• [Data excerpts]
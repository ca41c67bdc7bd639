//! Location cache feeding a query index.
//!
//! Two caches exist side by side inside the proximity worker: a
//! [`CacheScope::Local`] cache holding only entities owned by this server
//! (evaluated for peer servers' coarse queries) and a
//! [`CacheScope::Global`] cache that also holds replicas of entities owned
//! elsewhere (evaluated for object queries).
//!
//! The cache is fed by [`LocationChange`] values coming from the
//! authoritative location service. Lookups for an entity that is not
//! tracked return `None`.

use crate::types::{BoundingSphere, EntityId, TimedMotionVector};
use serde::{Deserialize, Serialize};
use std::collections::HashMap;
use tracing::trace;

/// Which entities a cache accepts.
#[derive(Debug, Clone, Copy, PartialEq, Eq)]
pub enum CacheScope {
    /// Only entities owned by this server.
    Local,
    /// Owned entities plus replicas of remote ones.
    Global,
}

/// A change reported by the authoritative location service.
///
/// `replica` is true for entities owned by another server.
#[derive(Debug, Clone, PartialEq, Serialize, Deserialize)]
pub enum LocationChange {
    Added {
        id: EntityId,
        location: TimedMotionVector,
        bounds: BoundingSphere,
        replica: bool,
    },
    Removed {
        id: EntityId,
        replica: bool,
    },
    LocationUpdated {
        id: EntityId,
        location: TimedMotionVector,
        replica: bool,
    },
    BoundsUpdated {
        id: EntityId,
        bounds: BoundingSphere,
        replica: bool,
    },
}

impl LocationChange {
    pub fn id(&self) -> EntityId {
        match self {
            LocationChange::Added { id, .. }
            | LocationChange::Removed { id, .. }
            | LocationChange::LocationUpdated { id, .. }
            | LocationChange::BoundsUpdated { id, .. } => *id,
        }
    }

    pub fn is_replica(&self) -> bool {
        match self {
            LocationChange::Added { replica, .. }
            | LocationChange::Removed { replica, .. }
            | LocationChange::LocationUpdated { replica, .. }
            | LocationChange::BoundsUpdated { replica, .. } => *replica,
        }
    }
}

/// Callbacks fired after the cache applied a change.
pub trait LocationUpdateListener: Send {
    fn on_location_connected(
        &mut self,
        _id: EntityId,
        _location: &TimedMotionVector,
        _bounds: &BoundingSphere,
    ) {
    }
    fn on_location_disconnected(&mut self, _id: EntityId) {}
    fn on_location_position_updated(
        &mut self,
        _id: EntityId,
        _old: &TimedMotionVector,
        _new: &TimedMotionVector,
    ) {
    }
    fn on_location_bounds_updated(
        &mut self,
        _id: EntityId,
        _old: &BoundingSphere,
        _new: &BoundingSphere,
    ) {
    }
}

#[derive(Debug, Clone, Copy, PartialEq, Eq, Hash)]
pub struct ListenerId(u64);

#[derive(Debug, Clone)]
pub struct CachedLocation {
    pub location: TimedMotionVector,
    pub bounds: BoundingSphere,
    pub replica: bool,
}

pub struct LocationCache {
    scope: CacheScope,
    entries: HashMap<EntityId, CachedLocation>,
    listeners: Vec<(ListenerId, Box<dyn LocationUpdateListener>)>,
    next_listener: u64,
}

impl LocationCache {
    pub fn new(scope: CacheScope) -> Self {
        Self {
            scope,
            entries: HashMap::new(),
            listeners: Vec::new(),
            next_listener: 0,
        }
    }

    pub fn scope(&self) -> CacheScope {
        self.scope
    }

    /// Applies a change. Returns whether the cache accepted it.
    pub fn apply(&mut self, change: &LocationChange) -> bool {
        if self.scope == CacheScope::Local && change.is_replica() {
            return false;
        }

        match change {
            LocationChange::Added { id, location, bounds, replica } => {
                if self.entries.contains_key(id) {
                    trace!("Location cache already tracks {}", id);
                    return false;
                }
                self.entries.insert(
                    *id,
                    CachedLocation {
                        location: *location,
                        bounds: *bounds,
                        replica: *replica,
                    },
                );
                for (_, listener) in self.listeners.iter_mut() {
                    listener.on_location_connected(*id, location, bounds);
                }
                true
            }
            LocationChange::Removed { id, .. } => {
                if self.entries.remove(id).is_none() {
                    return false;
                }
                for (_, listener) in self.listeners.iter_mut() {
                    listener.on_location_disconnected(*id);
                }
                true
            }
            LocationChange::LocationUpdated { id, location, .. } => {
                let Some(entry) = self.entries.get_mut(id) else {
                    return false;
                };
                let old = std::mem::replace(&mut entry.location, *location);
                for (_, listener) in self.listeners.iter_mut() {
                    listener.on_location_position_updated(*id, &old, location);
                }
                true
            }
            LocationChange::BoundsUpdated { id, bounds, .. } => {
                let Some(entry) = self.entries.get_mut(id) else {
                    return false;
                };
                let old = std::mem::replace(&mut entry.bounds, *bounds);
                for (_, listener) in self.listeners.iter_mut() {
                    listener.on_location_bounds_updated(*id, &old, bounds);
                }
                true
            }
        }
    }

    pub fn tracking(&self, id: EntityId) -> bool {
        self.entries.contains_key(&id)
    }

    pub fn location(&self, id: EntityId) -> Option<TimedMotionVector> {
        self.entries.get(&id).map(|entry| entry.location)
    }

    pub fn bounds(&self, id: EntityId) -> Option<BoundingSphere> {
        self.entries.get(&id).map(|entry| entry.bounds)
    }

    pub fn get(&self, id: EntityId) -> Option<&CachedLocation> {
        self.entries.get(&id)
    }

    pub fn iter(&self) -> impl Iterator<Item = (EntityId, &CachedLocation)> {
        self.entries.iter().map(|(id, entry)| (*id, entry))
    }

    /// Largest extent of any cached entity, measured from its location.
    pub fn max_extent(&self) -> f64 {
        self.entries
            .values()
            .map(|entry| entry.bounds.center.length() + entry.bounds.radius)
            .fold(0.0, f64::max)
    }

    pub fn len(&self) -> usize {
        self.entries.len()
    }

    pub fn is_empty(&self) -> bool {
        self.entries.is_empty()
    }

    pub fn add_listener(&mut self, listener: Box<dyn LocationUpdateListener>) -> ListenerId {
        let id = ListenerId(self.next_listener);
        self.next_listener += 1;
        self.listeners.push((id, listener));
        id
    }

    pub fn remove_listener(&mut self, id: ListenerId) -> bool {
        let before = self.listeners.len();
        self.listeners.retain(|(existing, _)| *existing != id);
        self.listeners.len() != before
    }
}

impl std::fmt::Debug for LocationCache {
    fn fmt(&self, f: &mut std::fmt::Formatter<'_>) -> std::fmt::Result {
        f.debug_struct("LocationCache")
            .field("scope", &self.scope)
            .field("entries", &self.entries.len())
            .field("listeners", &self.listeners.len())
            .finish()
    }
}

#[cfg(test)]
mod tests {
    use super::*;
    use crate::types::Vec3;
    use std::sync::{Arc, Mutex};

    struct RecordingListener {
        events: Arc<Mutex<Vec<String>>>,
    }

    impl LocationUpdateListener for RecordingListener {
        fn on_location_connected(
            &mut self,
            id: EntityId,
            _: &TimedMotionVector,
            _: &BoundingSphere,
        ) {
            self.events.lock().unwrap().push(format!("connected {}", id));
        }

        fn on_location_disconnected(&mut self, id: EntityId) {
            self.events.lock().unwrap().push(format!("disconnected {}", id));
        }

        fn on_location_position_updated(
            &mut self,
            id: EntityId,
            _: &TimedMotionVector,
            _: &TimedMotionVector,
        ) {
            self.events.lock().unwrap().push(format!("moved {}", id));
        }
    }

    fn added(id: EntityId, replica: bool) -> LocationChange {
        LocationChange::Added {
            id,
            location: TimedMotionVector::stationary(0, Vec3::new(1.0, 0.0, 0.0)),
            bounds: BoundingSphere::centered(1.0),
            replica,
        }
    }

    #[test]
    fn test_local_scope_ignores_replicas() {
        let mut local = LocationCache::new(CacheScope::Local);
        let mut global = LocationCache::new(CacheScope::Global);
        let owned = EntityId::new();
        let remote = EntityId::new();

        for change in [added(owned, false), added(remote, true)] {
            local.apply(&change);
            global.apply(&change);
        }

        assert!(local.tracking(owned));
        assert!(!local.tracking(remote));
        assert_eq!(global.len(), 2);
    }

    #[test]
    fn test_untracked_lookups_are_none() {
        let mut cache = LocationCache::new(CacheScope::Global);
        let id = EntityId::new();
        assert!(cache.location(id).is_none());

        cache.apply(&added(id, false));
        cache.apply(&LocationChange::Removed { id, replica: false });
        assert!(!cache.tracking(id));
        assert!(cache.bounds(id).is_none());
        assert!(!cache.apply(&LocationChange::LocationUpdated {
            id,
            location: TimedMotionVector::default(),
            replica: false,
        }));
    }

    #[test]
    fn test_listeners_receive_changes_until_removed() {
        let events = Arc::new(Mutex::new(Vec::new()));
        let mut cache = LocationCache::new(CacheScope::Global);
        let listener = cache.add_listener(Box::new(RecordingListener { events: events.clone() }));
        let id = EntityId::new();

        cache.apply(&added(id, false));
        cache.apply(&LocationChange::LocationUpdated {
            id,
            location: TimedMotionVector::stationary(5, Vec3::zero()),
            replica: false,
        });
        assert!(cache.remove_listener(listener));
        cache.apply(&LocationChange::Removed { id, replica: false });

        let events = events.lock().unwrap();
        assert_eq!(*events, vec![format!("connected {}", id), format!("moved {}", id)]);
    }

    #[test]
    fn test_max_extent_includes_center_offset() {
        let mut cache = LocationCache::new(CacheScope::Global);
        cache.apply(&LocationChange::Added {
            id: EntityId::new(),
            location: TimedMotionVector::default(),
            bounds: BoundingSphere::new(Vec3::new(3.0, 4.0, 0.0), 2.0),
            replica: false,
        });
        assert_eq!(cache.max_extent(), 7.0);
    }
}
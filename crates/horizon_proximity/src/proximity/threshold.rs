//! Minimum solid angle across all object queries.
//!
//! Peer servers only send this server results at least as fine as the
//! minimum object query angle, so every decrease must be pushed to them.
//! Increases may be pushed lazily.

use crate::types::{EntityId, SolidAngle};
use std::collections::HashMap;

#[derive(Debug, Clone, Copy, PartialEq, Eq)]
pub enum ThresholdChange {
    Lowered,
    Raised,
    Unchanged,
}

#[derive(Debug)]
pub struct AngleThreshold {
    angles: HashMap<EntityId, SolidAngle>,
    min: SolidAngle,
}

impl AngleThreshold {
    pub fn new() -> Self {
        Self {
            angles: HashMap::new(),
            min: SolidAngle::MAX,
        }
    }

    /// Current minimum; [`SolidAngle::MAX`] when there are no object queries.
    pub fn min(&self) -> SolidAngle {
        self.min
    }

    pub fn set(&mut self, id: EntityId, angle: SolidAngle) -> ThresholdChange {
        let old = self.angles.insert(id, angle);
        if angle < self.min {
            self.min = angle;
            return ThresholdChange::Lowered;
        }
        match old {
            Some(old) if old == self.min && angle > old => self.rescan(),
            _ => ThresholdChange::Unchanged,
        }
    }

    pub fn remove(&mut self, id: EntityId) -> ThresholdChange {
        match self.angles.remove(&id) {
            Some(old) if old == self.min => self.rescan(),
            _ => ThresholdChange::Unchanged,
        }
    }

    fn rescan(&mut self) -> ThresholdChange {
        let min = self.angles.values().copied().min().unwrap_or(SolidAngle::MAX);
        if min > self.min {
            self.min = min;
            ThresholdChange::Raised
        } else {
            ThresholdChange::Unchanged
        }
    }
}

impl Default for AngleThreshold {
    fn default() -> Self {
        Self::new()
    }
}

• [The problem]
Look through the entries. Copy out each line with "trace" in it.

• [Result for this task]
use tracing::trace;
                    trace!("Location cache already tracks {}", id);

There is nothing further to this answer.